Before you go out and purchase a neck strap for another pair of glasses, you should know something. You are not turning into your parents. There is nothing to be ashamed of when needing glasses to be more productive at work. It’s becoming common for younger people too.
If you are over 40 years of age, mid-life angst might creep into your mind. At your eye exam, you may be hesitant to admit that it is difficult to see the computer screen at work. You may be suffering from eye strain. As we age our eye muscles are not as strong as they used to be, and the cornea can thicken a bit. This condition is known as Presbyopia.

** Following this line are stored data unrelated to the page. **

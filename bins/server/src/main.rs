//! Hearth API Server
//!
//! Main entry point for the Hearth backend service.

use std::sync::Arc;

use chrono::Utc;
use tokio::net::TcpListener;
use tokio::sync::RwLock;
use tracing::{info, warn};
use tracing_subscriber::{layer::SubscriberExt, util::SubscriberInitExt};

use hearth_api::aggregation::{AccountAggregator, HttpAggregator, NullAggregator};
use hearth_api::{AppState, create_router};
use hearth_core::snapshot::{SnapshotRecovery, SnapshotStore};
use hearth_shared::AppConfig;

#[tokio::main]
async fn main() -> anyhow::Result<()> {
    // Load environment variables from .env file
    dotenvy::dotenv().ok();

    // Initialize tracing
    tracing_subscriber::registry()
        .with(
            tracing_subscriber::EnvFilter::try_from_default_env()
                .unwrap_or_else(|_| "hearth=debug,tower_http=debug".into()),
        )
        .with(tracing_subscriber::fmt::layer())
        .init();

    // Load configuration
    let config = AppConfig::load().expect("Failed to load configuration");

    // Restore the record set from the snapshot store
    let snapshots = SnapshotStore::from_root(&config.snapshot.root)?;
    let loaded = snapshots.load(Utc::now()).await;
    match &loaded.recovery {
        None => info!("Restored records from snapshot"),
        Some(SnapshotRecovery::Missing) => {
            info!("No snapshot found; starting from seed records");
        }
        Some(SnapshotRecovery::Corrupt(reason)) => {
            warn!(%reason, "Snapshot unusable; starting from seed records");
        }
    }
    let records = loaded.document.into_store();

    // Create the aggregation relay client
    let aggregator: Arc<dyn AccountAggregator> = if config.aggregation.enabled {
        info!(base_url = %config.aggregation.base_url, "Aggregation relay enabled");
        Arc::new(HttpAggregator::from_config(&config.aggregation)?)
    } else {
        info!("Aggregation relay disabled; running with manual records only");
        Arc::new(NullAggregator)
    };

    // Create application state
    let state = AppState {
        records: Arc::new(RwLock::new(records)),
        snapshots: Arc::new(snapshots),
        aggregator,
    };

    // Create router
    let app = create_router(state);

    // Start server
    let addr = format!("{}:{}", config.server.host, config.server.port);
    let listener = TcpListener::bind(&addr).await?;
    info!("Server listening on {}", addr);

    axum::serve(listener, app).await?;

    Ok(())
}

Presbyopia is normal with age but can be complicated by the amount of time you spend staring at a digital screen. The first signs include difficulty seeing tiny print, images far away, and can cause headaches. Don’t rush to conclusions. You might not need to purchase multiple pairs of glasses. One for regular viewing, reading glasses, and glasses for the computer or multiple options like bifocals, trifocals, night vision coating, etc. Eyeglasses have come a long way, and the options are trendier and can serve multiple purposes with a single pair.
An optometrist will determine which type is best for the patient. Lifestyle will play a significant roll in the choices your eye doctor makes. If you are only on the computer at work, or at random moments, then a separate pair may be cost-effective. Someone who uses technology more often may benefit from progressive lenses. Be honest with the eye doctor and allow them to assess the overall situation, not just the findings from a comprehensive eye exam.
There are benefits to having a separate pair for the computer. First is practicality. If you have a designated pair of glasses for the computer, then it would make sense to store them at the computer. There is no need to fumble through multiple cases to find the glasses that address the current situation.
Second is that computer glasses are proven to reduce errors and increase productivity. A study was performed and found that the symptoms were lessened in people already diagnosed with Presbyopia. Due to the conclusion of the study, some employers are paying for glasses, since it can save them more money in the long run.
Lastly, your symptoms will improve. Headaches may resolve, eye strain, dry eyes, blurred vision, and shoulder pain from all the positioning to struggle to see the screen. Depending on your preference, no one will even know you have them unless you tell them.
We don’t seem to think about our eye health as readily as we do the rest of our bodies. There is no stigma anymore, about needing glasses. The stigma is in not getting the help you need to be the best version of yourself possible. Besides, the person sitting in the next cubicle may even be wearing a pair.